I became a Christian in high school and then grew a lot in the faith in college. Since then, my faith has had to mature, as I have grown older, taken on more responsibilities, experienced more heartache, and lived more life. It is a common trajectory for the modern follower of Jesus.

Complicating matters for me are two personality traits that strongly characterize me. With apologies to those who find the Myers-Briggs Personality Test barfy, I will describe these characteristics in those terms. First, I am a fairly strong “N” (as opposed to “S”), which means I am very future-oriented, ever thinking of what’s next instead of being present in the now. Second, I am a fairly strong “J” (as opposed to “P”), which means I like my plans tied up and settled, instead of preferring to hold them loosely.

As I age, I find that these innate aspects of me bristle against the normal consequences of getting older. After all, there is less and less of my life ahead of me to think futuristically about. It seems to me that the reason why people have mid-life crises is that they realize there is more life behind them than ahead of them. This is frightening to the strong “N.”
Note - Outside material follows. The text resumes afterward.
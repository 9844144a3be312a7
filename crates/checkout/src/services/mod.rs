//! External collaborator contracts.

pub mod directory;

pub use directory::{Directory, InMemoryDirectory};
Also, with age comes more uncertainties. In high school and college and into early adulthood, my plans and my schedule were pretty controllable. Of course, adding kids into the mix throws that off, and I’ve had to make that adjustment.
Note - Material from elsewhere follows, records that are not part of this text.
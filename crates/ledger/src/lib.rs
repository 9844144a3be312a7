//! Product catalog store and stock ledger.
//!
//! This crate owns per-product stock counters and is the only place they are
//! mutated. Reservation is an atomic compare-and-decrement, restoration an
//! atomic increment, and multi-line reservation is all-or-nothing: a failed
//! line rolls back every reservation already made in the same call.
//!
//! The [`Catalog`] trait is the read view other components get over the same
//! store: price, stock, and active flag come from the counters the ledger
//! guards, never from a second source of truth.

pub mod catalog;
pub mod error;
pub mod product;
pub mod stock;

pub use catalog::Catalog;
pub use error::{LedgerError, Result};
pub use product::{Product, StockLine};
pub use stock::StockLedger;
//! HTTP route handlers.

pub mod carts;
pub mod health;
pub mod metrics;
pub mod orders;
pub mod products;
pub mod users;

use common::{OrderId, UserId};

use crate::error::ApiError;

pub(crate) fn parse_user_id(id: &str) -> Result<UserId, ApiError> {
    let uuid = uuid::Uuid::parse_str(id)
        .map_err(|e| ApiError::BadRequest(format!("Invalid user ID format: {e}")))?;
    Ok(UserId::from(uuid))
}

pub(crate) fn parse_order_id(id: &str) -> Result<OrderId, ApiError> {
    let uuid = uuid::Uuid::parse_str(id)
        .map_err(|e| ApiError::BadRequest(format!("Invalid order ID format: {e}")))?;
    Ok(OrderId::from(uuid))
}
But my “J”-ness is also struggling to adjust to other elements of getting older. My mom’s health issues have saddened me, but they also remind me of the messiness and uncertainty associated with aging. When we are young, we don’t think much of medical issues, more than the occasional physical or routine dental visit. As the years pass, stuff starts to hurt, more tests are needed, and eventually things become chronic and all-encompassing.

Recently, a friend of mine, when I asked him about how his dad was doing, answered in a curious way: “He’s not aging well.” My friend went on to explain that his father was always used to doing 101 things at a time, winning accolades and respect and satisfaction along the way. As he grew older, and his body and mind began to betray him, he resisted this natural evolution. My friend told me he prayed a lot that his dad, one of the more spiritually astute people he knew, would learn this lesson of aging well as a Christian believer.
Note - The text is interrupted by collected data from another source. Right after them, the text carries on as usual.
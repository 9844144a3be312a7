//! Domain layer for the commerce engine.
//!
//! This crate provides the two aggregates at the heart of the cart-to-order
//! transition:
//! - `Cart`: per-user scratch space with price snapshots taken at add-time
//! - `Order`: the immutable record produced by checkout, driven through a
//!   single status transition table
//!
//! Aggregates here are pure state + rules; availability checks, stock
//! reservation, and persistence live in the `ledger` and `checkout` crates.

pub mod cart;
pub mod order;

pub use cart::{Cart, CartError, CartLine};
pub use order::{Order, OrderError, OrderLine, OrderStatus};
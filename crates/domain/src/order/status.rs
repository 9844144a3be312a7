//! Order status state machine.

use serde::{Deserialize, Serialize};

use super::OrderError;

/// The status of an order in its lifecycle.
///
/// Status transitions:
/// ```text
/// Pending ──► Confirmed ──► Shipped ──► Delivered
///    │            │
///    └────────────┴──► Cancelled
/// ```
/// `Delivered` and `Cancelled` are terminal.
#[derive(Debug, Clone, Copy, PartialEq, Eq, Hash, Serialize, Deserialize, Default)]
#[serde(rename_all = "SCREAMING_SNAKE_CASE")]
pub enum OrderStatus {
    /// Created by checkout, awaiting confirmation.
    #[default]
    Pending,

    /// Confirmed, ready to ship.
    Confirmed,

    /// Handed to the carrier.
    Shipped,

    /// Received by the customer (terminal).
    Delivered,

    /// Cancelled before shipping; reserved stock was restored (terminal).
    Cancelled,
}

impl OrderStatus {
    /// The transition table. Returns the target status when the edge
    /// `self -> target` exists, otherwise rejects the move. Every status
    /// change in the system goes through this one check.
    pub fn transition(self, target: OrderStatus) -> Result<OrderStatus, OrderError> {
        use OrderStatus::*;

        match (self, target) {
            (Pending, Confirmed)
            | (Confirmed, Shipped)
            | (Shipped, Delivered)
            | (Pending, Cancelled)
            | (Confirmed, Cancelled) => Ok(target),
            _ => Err(OrderError::InvalidTransition {
                from: self,
                to: target,
            }),
        }
    }

    /// Returns true if the order can still be cancelled from this status.
    pub fn can_cancel(self) -> bool {
        matches!(self, OrderStatus::Pending | OrderStatus::Confirmed)
    }

    /// Returns true if no further transitions are possible.
    pub fn is_terminal(self) -> bool {
        matches!(self, OrderStatus::Delivered | OrderStatus::Cancelled)
    }

    /// Returns the status name as its wire string.
    pub fn as_str(&self) -> &'static str {
        match self {
            OrderStatus::Pending => "PENDING",
            OrderStatus::Confirmed => "CONFIRMED",
            OrderStatus::Shipped => "SHIPPED",
            OrderStatus::Delivered => "DELIVERED",
            OrderStatus::Cancelled => "CANCELLED",
        }
    }

    /// Parses a wire string (case-insensitive).
    pub fn parse(s: &str) -> Option<OrderStatus> {
        match s.to_ascii_uppercase().as_str() {
            "PENDING" => Some(OrderStatus::Pending),
            "CONFIRMED" => Some(OrderStatus::Confirmed),
            "SHIPPED" => Some(OrderStatus::Shipped),
            "DELIVERED" => Some(OrderStatus::Delivered),
            "CANCELLED" => Some(OrderStatus::Cancelled),
            _ => None,
        }
    }
}

impl std::fmt::Display for OrderStatus {
    fn fmt(&self, f: &mut std::fmt::Formatter<'_>) -> std::fmt::Result {
        write!(f, "{}", self.as_str())
    }
}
I am not nearly as old as my friend’s dad, but I pray I too would learn to grow old in a faithful and godly manner. For, upon further reflection, the Christian faith is not simply a useful set of principles for use in combating the annoyances of growing old. That presupposes that growing old is inherently bad, or at least inconvenient, and that Christianity is something that can minimize or reverse those negatives.

But Christianity is not the antidote to getting old, or the way in which getting old goes down more easily. No, Christianity is getting old. Christianity is the long journey in the same direction, and however long and arduous and windy that journey is, we know where we are going and who securely escorts us there.

Christianity neither demonizes nor glorifies aging. It just assumes we will all do it. And, with less time in front of us than behind us, it also means less time until we are perfected, and more time to draw from when instructing the next generation that is journeying behind us.

I am not happy with how irked I get about growing old. Being an “N” and being a “J” are not inherently good or bad character traits. But they do make it easier for me to struggle, like my friend’s dad, when faced with the inevitability of aging. Would that I recognize that my faith journey is not about avoiding the annoyances of old age. Rather, it is about growing old with humility that I can no longer do as much, wisdom that I have more to draw from in telling others, and joy that I am closer to the finish line.

Comments

Nicholas said…
Interesting to hear you categorize "N"-ness as being future-oriented. I usually think of the N-S dichotomy as a preference for ideas versus a preference for things. But then what do I know? I'm just an S (and so these categorizations don't come naturally).

At just the tender age of 25, I have already begun to marvel at the amount of my life which is already in the books, already lived and not to be un-lived or re-lived. I gather that's something I'm going to have to get used to.

Despite being an ESFP, I have a pretty strong need to understand my life in the short term as building toward a greater, meaningful whole in the long term. Perhaps the way I sense and evaluate that trajectory differs from how I would as an NTJ (cooking a really good meal ranks high on the scale, for instance), but this SFP figures to have as much trouble with aging as you describe.

All the more reason to grow in storing treasure where it has an eternal home.
LH said…
Nicholas, are you sure you're an ESFP? All the ESFP's I know are "live in the moment" sorts.